Dengan sedih aku kembali ke kamarnya, tapi dia tidak ada di sana. Aku berbalik untuk pergi ketika pintu kamar mandi terbuka dan dia melangkah keluar dengan basah kuyup.
Air mengalir dari rambut hitam legamnya, menetes ke otot dadanya dan ke pinggangnya yang terbalut.
"Apa kamu sekarang sedang melihatku, Roda? Apa kamu merasa aku menarik sekarang?" katanya dan tertawa kecil saat aku memutar mata.
"Pergi mandi dan turun ke ruang duduk untuk sarapan. Aku akan mengantarmu pulang setelah itu," katanya dan berjalan ke lemarinya.
Aku menghela napas dan melangkah ke kamar mandi, menutup pintu di belakangku, aku mengisi bak mandi dengan air, melepaskan pakaianku dan melangkah ke dalam bak, menenangkan sarafku.
Aku keluar dari kamar mandi, terbungkus handuk dan melihat nilon tergeletak di tempat tidur. Aku membukanya dan menemukan pakaian wanita dan pakaian dalam di dalamnya.
Mereka masih ada labelnya, dia pasti memesannya saat aku di kamar mandi. Aku membersihkan tubuhku dan memakai pakaian dalam yang ukurannya pas sekali.
Aku mengangkat bahu, dia mungkin telah memotretku dan menunjukkan foto-foto itu kepada mereka untuk mengetahui ukuran pas-ku.
Memakai gaun flare kuning muda, aku mengambil sikat dan meluruskan rambutku. Mengoleskan losionnya ke kulit telanjangku dengan lembut saat aroma surgawi losion itu memenuhi lubang hidungku.
Aku mengemas gaunku yang bernoda anggur yang kupakai ke pesta ke dalam nilon dan berjalan keluar dari kamar menuju area makan tempat Jayden sudah duduk, jelas sekali menungguku muncul.
"Terima kasih," gumamku, menatapnya. Dia mengangguk dan menuangkan teh ke dalam cangkir, menaruh roti di piring dan menyerahkannya kepadaku.
Aku berterima kasih padanya dan mulai makan, mengunyah roti perlahan sambil merasakan tatapannya di wajahku.
Aku selesai dan berterima kasih padanya, membawa piring ke dapur yang coba dicegahnya, tapi aku bersikeras.
Aku membilasnya, menaruhnya di rak piring dan kembali ke ruang duduk tempat dia sudah menungguku.
Kami berjalan keluar dari lift, dia membuka pintu mobilnya, aku bergumam terima kasih dan masuk.
Aku memberinya petunjuk arah rumahku dan segera, kami tiba.
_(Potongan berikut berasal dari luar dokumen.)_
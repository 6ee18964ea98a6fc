//! Second-order IIR section with coefficient smoothing.
//!
//! Every coefficient update blends a small fraction of the new target into
//! the stored values, so the transfer function moves continuously even when
//! the design parameters jump. With one update per sample this settles with
//! a time constant of about 5 ms at 48 kHz.

#[allow(unused_imports)]
use num_traits::float::Float;

use crate::{SAMPLE_PERIOD, SAMPLE_RATE};

const COEFFICIENT_SMOOTHING: f32 = 0.999;

/// Fixed Q of the pinna notch filter.
const NOTCH_Q: f32 = 8.0;

#[derive(Debug, Clone)]
pub struct Biquad {
    b0: f32,
    b1: f32,
    b2: f32,
    a1: f32,
    a2: f32,
    z1: f32,
    z2: f32,
}

impl Default for Biquad {
    fn default() -> Self {
        Self::new()
    }
}

impl Biquad {
    pub fn new() -> Self {
        Self {
            b0: 1.0,
            b1: 0.0,
            b2: 0.0,
            a1: 0.0,
            a2: 0.0,
            z1: 0.0,
            z2: 0.0,
        }
    }

    pub fn init(&mut self) {
        self.reset();
    }

    /// Restore the identity filter and clear the delay state.
    pub fn reset(&mut self) {
        self.b0 = 1.0;
        self.b1 = 0.0;
        self.b2 = 0.0;
        self.a1 = 0.0;
        self.a2 = 0.0;
        self.z1 = 0.0;
        self.z2 = 0.0;
    }

    /// Transposed direct-form-II section.
    #[inline]
    pub fn process(&mut self, in_: f32) -> f32 {
        let out = self.b0 * in_ + self.z1;
        self.z1 = self.b1 * in_ - self.a1 * out + self.z2;
        self.z2 = self.b2 * in_ - self.a2 * out;
        out
    }

    /// Normalize the target coefficients by `a0` and move the stored
    /// coefficients a small step towards them. Never assigns directly.
    #[inline]
    pub fn set_coefficients(&mut self, b0: f32, b1: f32, b2: f32, a0: f32, a1: f32, a2: f32) {
        let k = COEFFICIENT_SMOOTHING;
        self.b0 = k * self.b0 + (1.0 - k) * (b0 / a0);
        self.b1 = k * self.b1 + (1.0 - k) * (b1 / a0);
        self.b2 = k * self.b2 + (1.0 - k) * (b2 / a0);
        self.a1 = k * self.a1 + (1.0 - k) * (a1 / a0);
        self.a2 = k * self.a2 + (1.0 - k) * (a2 / a0);
    }

    /// Notch at `fc` with fixed Q, RBJ cookbook design.
    #[inline]
    pub fn set_notch(&mut self, fc: f32) {
        let fc = fc.clamp(200.0, SAMPLE_RATE * 0.45);
        let w0 = 2.0 * core::f32::consts::PI * fc * SAMPLE_PERIOD;
        let cos_w0 = w0.cos();
        let alpha = w0.sin() / (2.0 * NOTCH_Q);

        self.set_coefficients(
            1.0,
            -2.0 * cos_w0,
            1.0,
            1.0 + alpha,
            -2.0 * cos_w0,
            1.0 - alpha,
        );
    }

    /// High shelf at `fc` with the given gain, RBJ cookbook design with
    /// shelf slope fixed at 1.
    #[inline]
    pub fn set_high_shelf(&mut self, fc: f32, gain_db: f32) {
        let fc = fc.clamp(300.0, SAMPLE_RATE * 0.45);
        let a = f32::powf(10.0, gain_db * 0.05);
        let w0 = 2.0 * core::f32::consts::PI * fc * SAMPLE_PERIOD;
        let cos_w0 = w0.cos();
        let alpha = w0.sin() * core::f32::consts::FRAC_1_SQRT_2;
        let beta = a.sqrt() * alpha;

        self.set_coefficients(
            a * ((a + 1.0) + (a - 1.0) * cos_w0 + 2.0 * beta),
            -2.0 * a * ((a - 1.0) + (a + 1.0) * cos_w0),
            a * ((a + 1.0) + (a - 1.0) * cos_w0 - 2.0 * beta),
            (a + 1.0) - (a - 1.0) * cos_w0 + 2.0 * beta,
            2.0 * ((a - 1.0) - (a + 1.0) * cos_w0),
            (a + 1.0) - (a - 1.0) * cos_w0 - 2.0 * beta,
        );
    }

    /// Smoothed coefficients as `[b0, b1, b2, a1, a2]`.
    #[inline]
    pub fn coefficients(&self) -> [f32; 5] {
        [self.b0, self.b1, self.b2, self.a1, self.a2]
    }
}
Aku berterima kasih padanya dan keluar dari mobil, bergegas masuk ke rumah tanpa melihat ke belakang.
Aku tidak mengerti mengapa aku begitu gugup, mungkin karena setiap kali aku bersamanya, dia selalu berbicara tentang menginginkanku dan semua itu, tapi ketika dia tidak mengatakan hal seperti itu hari ini dan bersikap baik, rasanya agak aneh bagiku.
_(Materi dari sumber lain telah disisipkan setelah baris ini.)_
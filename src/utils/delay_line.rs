//! Fractional delay line with linear interpolation.

#[derive(Debug)]
pub struct DelayLine<const MAX_DELAY: usize> {
    write_ptr: usize,
    line: [f32; MAX_DELAY],
}

impl<const MAX_DELAY: usize> Default for DelayLine<MAX_DELAY> {
    fn default() -> Self {
        Self::new()
    }
}

impl<const MAX_DELAY: usize> DelayLine<MAX_DELAY> {
    const MASK: usize = MAX_DELAY - 1;

    pub fn new() -> Self {
        debug_assert!(MAX_DELAY.is_power_of_two());
        Self {
            write_ptr: 0,
            line: [0.0; MAX_DELAY],
        }
    }

    pub fn init(&mut self) {
        self.reset();
    }

    pub fn reset(&mut self) {
        for elem in self.line.iter_mut() {
            *elem = 0.0;
        }
        self.write_ptr = 0;
    }

    pub fn max_delay(&self) -> usize {
        MAX_DELAY
    }

    /// Write a sample, read back `delay` samples into the past with linear
    /// interpolation, then advance the cursor. `delay` must stay below
    /// `MAX_DELAY - 1` or the read wraps onto fresh data.
    #[inline]
    pub fn process(&mut self, in_: f32, delay: f32) -> f32 {
        debug_assert!(delay >= 0.0 && delay < (MAX_DELAY - 1) as f32);

        self.line[self.write_ptr] = in_;

        let mut read_pos = self.write_ptr as f32 - delay;
        if read_pos < 0.0 {
            read_pos += MAX_DELAY as f32;
        }

        let read_integral = read_pos as usize;
        let read_fractional = read_pos - (read_integral as f32);
        let a = self.line[read_integral & Self::MASK];
        let b = self.line[(read_integral + 1) & Self::MASK];

        self.write_ptr = (self.write_ptr + 1) & Self::MASK;

        a + (b - a) * read_fractional
    }
}
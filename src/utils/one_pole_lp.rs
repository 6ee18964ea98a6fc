//! One-pole low-pass, used to model air absorption over distance.

#[allow(unused_imports)]
use num_traits::float::Float;

use crate::{SAMPLE_PERIOD, SAMPLE_RATE};

#[derive(Debug, Default, Clone)]
pub struct OnePoleLp {
    alpha: f32,
    y1: f32,
}

impl OnePoleLp {
    pub fn new() -> Self {
        Self::default()
    }

    pub fn init(&mut self) {
        self.reset();
    }

    pub fn reset(&mut self) {
        self.y1 = 0.0;
    }

    /// Derive the smoothing coefficient from a cutoff frequency. The cutoff
    /// itself is ramped by the caller; no smoothing happens here.
    #[inline]
    pub fn set_cutoff(&mut self, fc: f32) {
        let fc = fc.clamp(50.0, 0.45 * SAMPLE_RATE);
        let rc = 1.0 / (2.0 * core::f32::consts::PI * fc);
        self.alpha = SAMPLE_PERIOD / (rc + SAMPLE_PERIOD);
    }

    #[inline]
    pub fn process(&mut self, in_: f32) -> f32 {
        self.y1 += self.alpha * (in_ - self.y1);
        self.y1
    }
}
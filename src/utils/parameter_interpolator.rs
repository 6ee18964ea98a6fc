//! Linear interpolation of parameters in rendering loops.

/// Block-rate ramp that keeps no references, so several parameters can ramp
/// inside the same loop without borrowing conflicts. The increment is added
/// before the value is used, and the caller persists the final value as the
/// next block's starting point.
#[derive(Debug, Default, Copy, Clone)]
pub struct ParameterInterpolator {
    increment: f32,
}

impl ParameterInterpolator {
    pub fn new(value: f32, new_value: f32, size: usize) -> Self {
        Self {
            increment: (new_value - value) / (size as f32),
        }
    }

    /// Advance the value by one step and return it.
    #[inline]
    pub fn update(&self, value: &mut f32) -> f32 {
        *value += self.increment;
        *value
    }
}
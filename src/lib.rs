#![doc = include_str!("../README.md")]
#![cfg_attr(not(test), no_std)]

pub mod emitter;
pub mod spatializer;
pub mod utils;

/// Sample rate in Hz, fixed by the target hardware.
pub const SAMPLE_RATE: f32 = 48000.0;

/// Reciprocal of the sample rate for fast multiplication.
pub const SAMPLE_PERIOD: f32 = 1.0 / SAMPLE_RATE;

/// Speed of sound in m/s, used for reflection path delays.
pub const SPEED_OF_SOUND: f32 = 343.0;
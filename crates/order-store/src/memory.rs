use std::sync::Arc;

use async_trait::async_trait;
use chrono::Utc;
use common::{OrderId, Page};
use domain::{NewOrder, Order, OrderRepository, OrderState, RepositoryError};
use tokio::sync::RwLock;

/// In-memory order repository.
///
/// Orders are kept in creation order and the handle is cheap to clone; all
/// clones share the same storage. Saves use the same version check as the
/// PostgreSQL implementation.
#[derive(Clone, Default)]
pub struct InMemoryOrderRepository {
    orders: Arc<RwLock<Vec<Order>>>,
}

impl InMemoryOrderRepository {
    /// Creates a new empty repository.
    pub fn new() -> Self {
        Self::default()
    }

    /// Returns the number of stored orders, deleted ones included.
    pub async fn len(&self) -> usize {
        self.orders.read().await.len()
    }

    /// Returns true if nothing has been stored yet.
    pub async fn is_empty(&self) -> bool {
        self.orders.read().await.is_empty()
    }

    /// Stores an already materialized order as-is.
    ///
    /// Useful for seeding fixtures, e.g. soft-deleted orders.
    pub async fn insert(&self, order: Order) {
        self.orders.write().await.push(order);
    }

    /// Removes all orders.
    pub async fn clear(&self) {
        self.orders.write().await.clear();
    }
}

/// Clamps a possibly negative paging bound to a usable count.
fn clamp(value: i64) -> usize {
    usize::try_from(value.max(0)).unwrap_or(usize::MAX)
}

#[async_trait]
impl OrderRepository for InMemoryOrderRepository {
    async fn create(&self, new_order: NewOrder) -> Result<Order, RepositoryError> {
        let order = Order::from_new(OrderId::new(), new_order, Utc::now());
        self.orders.write().await.push(order.clone());
        tracing::debug!(order_id = %order.id(), "order stored in memory");
        Ok(order)
    }

    async fn find_by_id(&self, id: OrderId) -> Result<Option<Order>, RepositoryError> {
        let orders = self.orders.read().await;
        Ok(orders.iter().find(|o| o.id() == id).cloned())
    }

    async fn find(
        &self,
        state: Option<OrderState>,
        page: Page,
    ) -> Result<Vec<Order>, RepositoryError> {
        let orders = self.orders.read().await;
        Ok(orders
            .iter()
            .filter(|o| o.is_active())
            .filter(|o| state.is_none_or(|s| o.state() == s))
            .skip(clamp(page.offset()))
            .take(clamp(page.limit))
            .cloned()
            .collect())
    }

    async fn save(&self, order: &Order) -> Result<Order, RepositoryError> {
        let mut orders = self.orders.write().await;

        let stored = orders
            .iter_mut()
            .find(|o| o.id() == order.id())
            .ok_or(RepositoryError::OrderMissing(order.id()))?;

        if stored.version() != order.version() {
            return Err(RepositoryError::ConcurrencyConflict {
                order_id: order.id(),
                expected: order.version(),
                actual: stored.version(),
            });
        }

        let mut saved = order.clone();
        saved.mark_saved(Utc::now());
        *stored = saved.clone();
        Ok(saved)
    }
}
"Ada apa sayang?" ibuku menghampiriku, kekhawatiran tertulis di seluruh wajahnya. "Rose datang ke sini untuk mengetahui apakah kamu kembali, Dia menjelaskan apa yang terjadi padaku. Sayang, kamu baik-baik saja?" Dia bertanya dengan khawatir.
"Ibu, kamu tidak perlu terlalu khawatir tentangku karena aku baik-baik saja. Seorang teman menemukanku mabuk di luar dan membawaku ke rumahnya karena dia tidak tahu rumahku dan aku terlalu mabuk untuk mengarahkannya ke sini," jawabku lemah.
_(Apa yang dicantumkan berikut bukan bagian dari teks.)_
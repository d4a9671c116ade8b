//! Domain error types.

use common::OrderId;
use thiserror::Error;

use crate::order::OrderError;
use crate::repository::RepositoryError;

/// Errors that can occur during order service operations.
#[derive(Debug, Error)]
pub enum DomainError {
    /// A business rule rejected the operation.
    #[error("Order error: {0}")]
    Order(#[from] OrderError),

    /// No order with this identifier exists.
    #[error("Order not found: {0}")]
    OrderNotFound(OrderId),

    /// The repository failed.
    #[error("Storage failure: {0}")]
    Storage(#[from] RepositoryError),
}

impl DomainError {
    /// Returns true for creation-time validation failures.
    pub fn is_invalid_order(&self) -> bool {
        matches!(self, DomainError::Order(err) if err.is_invalid_order())
    }

    /// Returns true when an order could not advance past a terminal state.
    pub fn is_illegal_transition(&self) -> bool {
        matches!(
            self,
            DomainError::Order(OrderError::IllegalTransition { .. })
        )
    }
}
"Oke sayang, aku senang kamu aman, aku sangat mengkhawatirkanmu sehingga aku benar-benar harus menelepon ayahmu dan memberitahunya bahwa kamu hilang," katanya, melihat ke bawah mencoba menghindari tatapanku.
"Ibu, kamu melakukan apa? Apakah kamu harus melakukan hal seperti itu, Ibu?" Aku mengerang.
"Aku tidak punya pilihan sayang, kamu berada di luar sendirian dan aku sangat takut kamu masuk ke tangan yang salah."
"Mami, setidaknya kamu bisa menunggu sampai pagi sebelum menelepon ayah, sekarang bagaimana aku menjelaskan kepada Ayah bahwa aku pergi ke pesta, mabuk dan tidur di rumah teman?" Aku menggerutu dengan frustrasi, menaiki tangga.
"Maaf karena bertindak terlalu cepat sayang, aku benar-benar takut," gumamnya di belakangku, membuatku memutar mata ke belakang.
Teleponku berdering dan aku mengambilnya dari tas, memeriksa penelepon dan itu Rose. Aku mengerutkan kening, mengangkat telepon, siap untuk marah padanya karena menyeretku ke pesta bodoh itu.
"Kamu baik-baik saja, Roda? Aku sudah menelepon nomor teleponmu sejak tadi malam, tapi tidak tersambung. Di mana kamu menghabiskan malam karena aku sudah ke rumahmu pagi ini dan ibumu mengatakan kamu tidak pulang," katanya bertele-tele.